Stored entries
use assert_cmd::Command;
use predicates::prelude::*;
use std::fs;
use tempfile::TempDir;

fn ringlog(dir: &TempDir) -> Command {
    let mut cmd = Command::cargo_bin("ringlog").unwrap();
    cmd.current_dir(dir.path()).env_remove("RUST_LOG");
    cmd
}

fn messages(path: std::path::PathBuf) -> Vec<String> {
    fs::read_to_string(path)
        .unwrap()
        .lines()
        .map(|l| l.split_once("] ").unwrap().1.to_string())
        .collect()
}

#[test]
fn log_rotates_across_files() {
    let dir = TempDir::new().unwrap();

    ringlog(&dir)
        .args(["--max-files", "2", "--max-lines", "2", "--prefix", "t"])
        .args(["log", "a", "b", "c", "d", "e"])
        .assert()
        .success()
        .stdout(predicate::str::contains("Logged 5 messages"));

    assert_eq!(messages(dir.path().join("t_0.txt")), vec!["e"]);
    assert_eq!(messages(dir.path().join("t_1.txt")), vec!["c", "d"]);
}

#[test]
fn trial_reports_json_state() {
    let dir = TempDir::new().unwrap();

    let output = ringlog(&dir)
        .args(["--json", "--max-files", "2", "--max-lines", "8", "--prefix", "trial"])
        .args(["trial", "20"])
        .output()
        .unwrap();
    assert!(output.status.success());

    let json: serde_json::Value = serde_json::from_slice(&output.stdout).unwrap();
    assert_eq!(json["messages"], 20);
    assert_eq!(json["state"]["cycle_count"], 1);
    assert_eq!(json["state"]["line_count"], 4);
    assert_eq!(json["state"]["file_index"], 0);
    assert!(!dir.path().join("trial_2.txt").exists());
}

#[test]
fn trial_rejects_zero_messages() {
    let dir = TempDir::new().unwrap();

    ringlog(&dir)
        .args(["--prefix", "t", "trial", "0"])
        .assert()
        .failure()
        .stderr(predicate::str::contains("at least one message"));
    assert!(!dir.path().join("t_0.txt").exists());
}

#[test]
fn negative_capacity_is_rejected() {
    let dir = TempDir::new().unwrap();

    ringlog(&dir)
        .args(["--max-lines", "-1", "log", "x"])
        .assert()
        .failure()
        .stderr(predicate::str::contains("amount and capacity of files must be over 0"));
}

#[test]
fn config_file_is_discovered() {
    let dir = TempDir::new().unwrap();
    fs::write(dir.path().join("ringlog.toml"), "max_files = 3\nfile_prefix = \"disk\"\n").unwrap();

    ringlog(&dir)
        .args(["--max-lines", "0", "show-config"])
        .assert()
        .success()
        .stdout(predicate::str::contains("max_files          3"))
        .stdout(predicate::str::contains("max_lines_per_file 512"))
        .stdout(predicate::str::contains("file_prefix        disk"));
}

#[test]
fn overflowing_ring_capacity_is_rejected() {
    let dir = TempDir::new().unwrap();

    ringlog(&dir)
        .args(["--max-files", "4611686018427387904", "--max-lines", "8", "log", "x"])
        .assert()
        .failure()
        .stderr(predicate::str::contains("too large"));
    assert!(!dir.path().join("log_output_0.txt").exists());
}

#[test]
fn config_errors_show_underlying_cause() {
    let dir = TempDir::new().unwrap();
    fs::write(dir.path().join("broken.toml"), "max_files = \"many\"\n").unwrap();

    ringlog(&dir)
        .args(["--config", "broken.toml", "show-config"])
        .assert()
        .failure()
        .stderr(predicate::str::contains("Failed to load config"))
        .stderr(predicate::str::contains("TOML parse error"));
}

Work required » All the entries must be retyped exactly.

Output for this exercise »
use assert_cmd::Command;
use predicates::prelude::*;
use std::fs;
use tempfile::TempDir;

fn ringlog(dir: &TempDir) -> Command {
    let mut cmd = Command::cargo_bin("ringlog").unwrap();
    cmd.current_dir(dir.path()).env_remove("RUST_LOG");
    cmd
}

fn messages(path: std::path::PathBuf) -> Vec<String> {
    fs::read_to_string(path)
        .unwrap()
        .lines()
        .map(|l| l.split_once("] ").unwrap().1.to_string())
        .collect()
}

#[test]
fn log_rotates_across_files() {
    let dir = TempDir::new().unwrap();

    ringlog(&dir)
        .args(["--max-files", "2", "--max-lines", "2", "--prefix", "t"])
        .args(["log", "a", "b", "c", "d", "e"])
        .assert()
        .success()
        .stdout(predicate::str::contains("Logged 5 messages"));

    assert_eq!(messages(dir.path().join("t_0.txt")), vec!["e"]);
    assert_eq!(messages(dir.path().join("t_1.txt")), vec!["c", "d"]);
}

#[test]
fn trial_reports_json_state() {
    let dir = TempDir::new().unwrap();

    let output = ringlog(&dir)
        .args(["--json", "--max-files", "2", "--max-lines", "8", "--prefix", "trial"])
        .args(["trial", "20"])
        .output()
        .unwrap();
    assert!(output.status.success());

    let json: serde_json::Value = serde_json::from_slice(&output.stdout).unwrap();
    assert_eq!(json["messages"], 20);
    assert_eq!(json["state"]["cycle_count"], 1);
    assert_eq!(json["state"]["line_count"], 4);
    assert_eq!(json["state"]["file_index"], 0);
    assert!(!dir.path().join("trial_2.txt").exists());
}

#[test]
fn trial_rejects_zero_messages() {
    let dir = TempDir::new().unwrap();

    ringlog(&dir)
        .args(["--prefix", "t", "trial", "0"])
        .assert()
        .failure()
        .stderr(predicate::str::contains("at least one message"));
    assert!(!dir.path().join("t_0.txt").exists());
}

#[test]
fn negative_capacity_is_rejected() {
    let dir = TempDir::new().unwrap();

    ringlog(&dir)
        .args(["--max-lines", "-1", "log", "x"])
        .assert()
        .failure()
        .stderr(predicate::str::contains("amount and capacity of files must be over 0"));
}

#[test]
fn config_file_is_discovered() {
    let dir = TempDir::new().unwrap();
    fs::write(dir.path().join("ringlog.toml"), "max_files = 3\nfile_prefix = \"disk\"\n").unwrap();

    ringlog(&dir)
        .args(["--max-lines", "0", "show-config"])
        .assert()
        .success()
        .stdout(predicate::str::contains("max_files          3"))
        .stdout(predicate::str::contains("max_lines_per_file 512"))
        .stdout(predicate::str::contains("file_prefix        disk"));
}

#[test]
fn overflowing_ring_capacity_is_rejected() {
    let dir = TempDir::new().unwrap();

    ringlog(&dir)
        .args(["--max-files", "4611686018427387904", "--max-lines", "8", "log", "x"])
        .assert()
        .failure()
        .stderr(predicate::str::contains("too large"));
    assert!(!dir.path().join("log_output_0.txt").exists());
}

#[test]
fn config_errors_show_underlying_cause() {
    let dir = TempDir::new().unwrap();
    fs::write(dir.path().join("broken.toml"), "max_files = \"many\"\n").unwrap();

    ringlog(&dir)
        .args(["--config", "broken.toml", "show-config"])
        .assert()
        .failure()
        .stderr(predicate::str::contains("Failed to load config"))
        .stderr(predicate::str::contains("TOML parse error"));
}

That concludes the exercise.